START The data

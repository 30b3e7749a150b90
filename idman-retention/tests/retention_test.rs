use std::sync::Arc;

use chrono::{Duration, Utc};

use idman_backup::collector::IdentityCollector;
use idman_backup::storage::StorageEngine;
use idman_core::models::{RetentionPolicy, StorageLimit};
use idman_retention::engine::{RetentionManager, RetentionPeriod};
use idman_retention::usage::AlertLevel;
use test_fixtures::{user, MemoryDirectory, MemoryStorageBackend};

const INSTANCE: &str = "arn:aws:sso:us-east-1:123456789012:instance/ins-1";

/// Store one backup aged by `hours`, returning its id.
async fn store_aged(storage: &StorageEngine, hours: i64) -> String {
    let directory = Arc::new(MemoryDirectory::new().with_user(user("alice")));
    let mut backup = IdentityCollector::new(directory, INSTANCE)
        .collect_all()
        .await
        .unwrap();
    backup.metadata.timestamp = Utc::now() - Duration::hours(hours);
    storage.store(backup).await.unwrap()
}

fn policy(daily: usize, weekly: usize, monthly: usize, yearly: usize) -> RetentionPolicy {
    RetentionPolicy {
        keep_daily: daily,
        keep_weekly: weekly,
        keep_monthly: monthly,
        keep_yearly: yearly,
        auto_cleanup: false,
    }
}

#[test]
fn age_buckets_follow_the_period_rule() {
    assert_eq!(
        RetentionPeriod::for_age(Duration::hours(12)),
        RetentionPeriod::Daily
    );
    assert_eq!(
        RetentionPeriod::for_age(Duration::days(1)),
        RetentionPeriod::Daily
    );
    assert_eq!(
        RetentionPeriod::for_age(Duration::days(3)),
        RetentionPeriod::Weekly
    );
    assert_eq!(
        RetentionPeriod::for_age(Duration::days(7)),
        RetentionPeriod::Weekly
    );
    assert_eq!(
        RetentionPeriod::for_age(Duration::days(20)),
        RetentionPeriod::Monthly
    );
    assert_eq!(
        RetentionPeriod::for_age(Duration::days(400)),
        RetentionPeriod::Yearly
    );
}

// Daily bucket of four, keep three: exactly the oldest daily backup is
// deleted; the weekly bucket is trimmed to its two newest.
#[tokio::test]
async fn enforcement_keeps_the_newest_n_per_period() {
    let storage = Arc::new(StorageEngine::new(Arc::new(MemoryStorageBackend::new())));
    // Four daily-bucket backups (ages in hours) and four weekly-bucket
    // backups (ages in days).
    let daily_ids = [
        store_aged(&storage, 2).await,
        store_aged(&storage, 8).await,
        store_aged(&storage, 14).await,
        store_aged(&storage, 20).await,
    ];
    let weekly_ids = [
        store_aged(&storage, 2 * 24).await,
        store_aged(&storage, 3 * 24).await,
        store_aged(&storage, 4 * 24).await,
        store_aged(&storage, 5 * 24).await,
    ];

    let manager = RetentionManager::new(storage.clone());
    let result = manager.enforce(&policy(3, 2, 2, 1), false).await.unwrap();

    assert!(result.success);
    let deleted: std::collections::BTreeSet<_> =
        result.deleted_backups.iter().cloned().collect();
    // The 4th-newest daily and the two oldest weeklies go.
    assert!(deleted.contains(&daily_ids[3]));
    assert!(deleted.contains(&weekly_ids[2]));
    assert!(deleted.contains(&weekly_ids[3]));
    assert_eq!(deleted.len(), 3);

    // Kept backups are still retrievable.
    assert!(storage.retrieve(&daily_ids[0]).await.unwrap().is_some());
    assert!(storage.retrieve(&weekly_ids[1]).await.unwrap().is_some());
    assert!(storage.retrieve(&daily_ids[3]).await.unwrap().is_none());
}

// Monotonicity: no kept backup is older than a deleted one in the same
// period.
#[tokio::test]
async fn deletions_are_always_the_oldest_in_their_bucket() {
    let storage = Arc::new(StorageEngine::new(Arc::new(MemoryStorageBackend::new())));
    for hours in [1, 5, 9, 13, 17, 21] {
        store_aged(&storage, hours).await;
    }
    let manager = RetentionManager::new(storage.clone());
    let result = manager.enforce(&policy(2, 2, 2, 2), true).await.unwrap();

    let listed = storage.list(None).await.unwrap();
    let deleted: std::collections::BTreeSet<_> =
        result.deleted_backups.iter().cloned().collect();
    let kept_oldest = listed
        .iter()
        .filter(|m| !deleted.contains(&m.backup_id))
        .map(|m| m.timestamp)
        .min()
        .unwrap();
    let deleted_newest = listed
        .iter()
        .filter(|m| deleted.contains(&m.backup_id))
        .map(|m| m.timestamp)
        .max()
        .unwrap();
    assert!(kept_oldest > deleted_newest);
}

#[tokio::test]
async fn dry_run_reports_the_plan_but_deletes_nothing() {
    let storage = Arc::new(StorageEngine::new(Arc::new(MemoryStorageBackend::new())));
    for hours in [1, 5, 9, 13] {
        store_aged(&storage, hours).await;
    }
    let manager = RetentionManager::new(storage.clone());

    let dry = manager.enforce(&policy(3, 2, 2, 1), true).await.unwrap();
    assert!(dry.success);
    assert_eq!(dry.deleted_backups.len(), 1);
    let expected_bytes: u64 = {
        let listed = storage.list(None).await.unwrap();
        listed
            .iter()
            .filter(|m| dry.deleted_backups.contains(&m.backup_id))
            .map(|m| m.size_bytes)
            .sum()
    };
    assert_eq!(dry.freed_bytes, expected_bytes);
    assert!(expected_bytes > 0);
    // Nothing actually deleted.
    assert_eq!(storage.list(None).await.unwrap().len(), 4);

    let live = manager.enforce(&policy(3, 2, 2, 1), false).await.unwrap();
    assert_eq!(live.deleted_backups, dry.deleted_backups);
    assert_eq!(storage.list(None).await.unwrap().len(), 3);
}

#[tokio::test]
async fn under_quota_buckets_are_untouched() {
    let storage = Arc::new(StorageEngine::new(Arc::new(MemoryStorageBackend::new())));
    store_aged(&storage, 2).await;
    store_aged(&storage, 50).await;
    let manager = RetentionManager::new(storage.clone());
    let result = manager
        .enforce(&RetentionPolicy::default(), false)
        .await
        .unwrap();
    assert!(result.success);
    assert!(result.deleted_backups.is_empty());
    assert_eq!(storage.list(None).await.unwrap().len(), 2);
}

#[tokio::test]
async fn usage_accounts_by_period() {
    let storage = Arc::new(StorageEngine::new(Arc::new(MemoryStorageBackend::new())));
    store_aged(&storage, 2).await;
    store_aged(&storage, 8).await;
    store_aged(&storage, 3 * 24).await;
    store_aged(&storage, 40 * 24).await;

    let manager = RetentionManager::new(storage);
    let usage = manager.storage_usage().await.unwrap();
    assert_eq!(usage.total_backup_count, 4);
    assert_eq!(usage.count_by_period["daily"], 2);
    assert_eq!(usage.count_by_period["weekly"], 1);
    assert_eq!(usage.count_by_period["yearly"], 1);
    assert!(usage.total_size_bytes > 0);
    assert!(usage.oldest_backup.unwrap() < usage.newest_backup.unwrap());
}

#[tokio::test]
async fn limit_alerts_escalate_from_warning_to_critical() {
    let storage = Arc::new(StorageEngine::new(Arc::new(MemoryStorageBackend::new())));
    store_aged(&storage, 1).await;
    let usage = RetentionManager::new(storage.clone())
        .storage_usage()
        .await
        .unwrap();

    // Limit sized so current usage sits between warning and critical.
    let warn_limits = StorageLimit {
        max_size_bytes: Some(usage.total_size_bytes * 100 / 85),
        max_backup_count: None,
        warning_threshold_percent: 80.0,
        critical_threshold_percent: 95.0,
    };
    let alerts = RetentionManager::new(storage.clone())
        .with_limits(warn_limits)
        .check_storage_limits()
        .await
        .unwrap();
    assert_eq!(alerts.len(), 1);
    assert_eq!(alerts[0].level, AlertLevel::Warning);
    assert!(!alerts[0].recommended_action.is_empty());

    let critical_limits = StorageLimit {
        max_size_bytes: Some(usage.total_size_bytes),
        max_backup_count: Some(1),
        warning_threshold_percent: 80.0,
        critical_threshold_percent: 95.0,
    };
    let alerts = RetentionManager::new(storage)
        .with_limits(critical_limits)
        .check_storage_limits()
        .await
        .unwrap();
    assert_eq!(alerts.len(), 2);
    assert!(alerts.iter().all(|a| a.level == AlertLevel::Critical));
}

#[tokio::test]
async fn recommendations_follow_usage_patterns() {
    let storage = Arc::new(StorageEngine::new(Arc::new(MemoryStorageBackend::new())));
    // Four daily backups against keep_daily = 2 exceeds the 1.5x bar.
    for hours in [1, 5, 9, 13] {
        store_aged(&storage, hours).await;
    }
    let manager = RetentionManager::new(storage).with_limits(StorageLimit {
        max_backup_count: Some(4),
        ..Default::default()
    });
    let recommendations = manager.recommendations(&policy(2, 2, 2, 1)).await.unwrap();
    let kinds: Vec<&str> = recommendations.iter().map(|r| r.kind.as_str()).collect();
    assert!(kinds.contains(&"reduce_daily"));
    assert!(kinds.contains(&"immediate_cleanup"));
}

#[tokio::test]
async fn comparison_matches_the_similarity_properties() {
    let storage = Arc::new(StorageEngine::new(Arc::new(MemoryStorageBackend::new())));
    let a = store_aged(&storage, 1).await;
    let b = store_aged(&storage, 5).await;
    let manager = RetentionManager::new(storage);

    let self_compare = manager.compare(&a, &a).await.unwrap();
    assert_eq!(self_compare.similarity_score, 1.0);
    assert_eq!(self_compare.size_difference, 0);

    let cross = manager.compare(&a, &b).await.unwrap();
    assert_eq!(cross.similarity_score, 1.0);
    assert_eq!(cross.resource_changes["users"].difference, 0);

    assert!(manager.compare(&a, "backup-missing").await.is_err());
}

END The data

_How to complete this task:_ Begin at the first line of the entries above and copy every line exactly, ending with the line that contains "backup.metadata.timestamp = Utc::now()".

_Response to the task:_
repository 30b3e7749a150b90
filename idman-retention/tests/retention_test.rs
use std::sync::Arc;

use chrono::{Duration, Utc};

use idman_backup::collector::IdentityCollector;
use idman_backup::storage::StorageEngine;
use idman_core::models::{RetentionPolicy, StorageLimit};
use idman_retention::engine::{RetentionManager, RetentionPeriod};
use idman_retention::usage::AlertLevel;
use test_fixtures::{user, MemoryDirectory, MemoryStorageBackend};

const INSTANCE: &str = "arn:aws:sso:us-east-1:123456789012:instance/ins-1";

/// Store one backup aged by `hours`, returning its id.
async fn store_aged(storage: &StorageEngine, hours: i64) -> String {
    let directory = Arc::new(MemoryDirectory::new().with_user(user("alice")));
    let mut backup = IdentityCollector::new(directory, INSTANCE)
        .collect_all()
        .await
        .unwrap();
    backup.metadata.timestamp = Utc::now() - Duration::hours(hours);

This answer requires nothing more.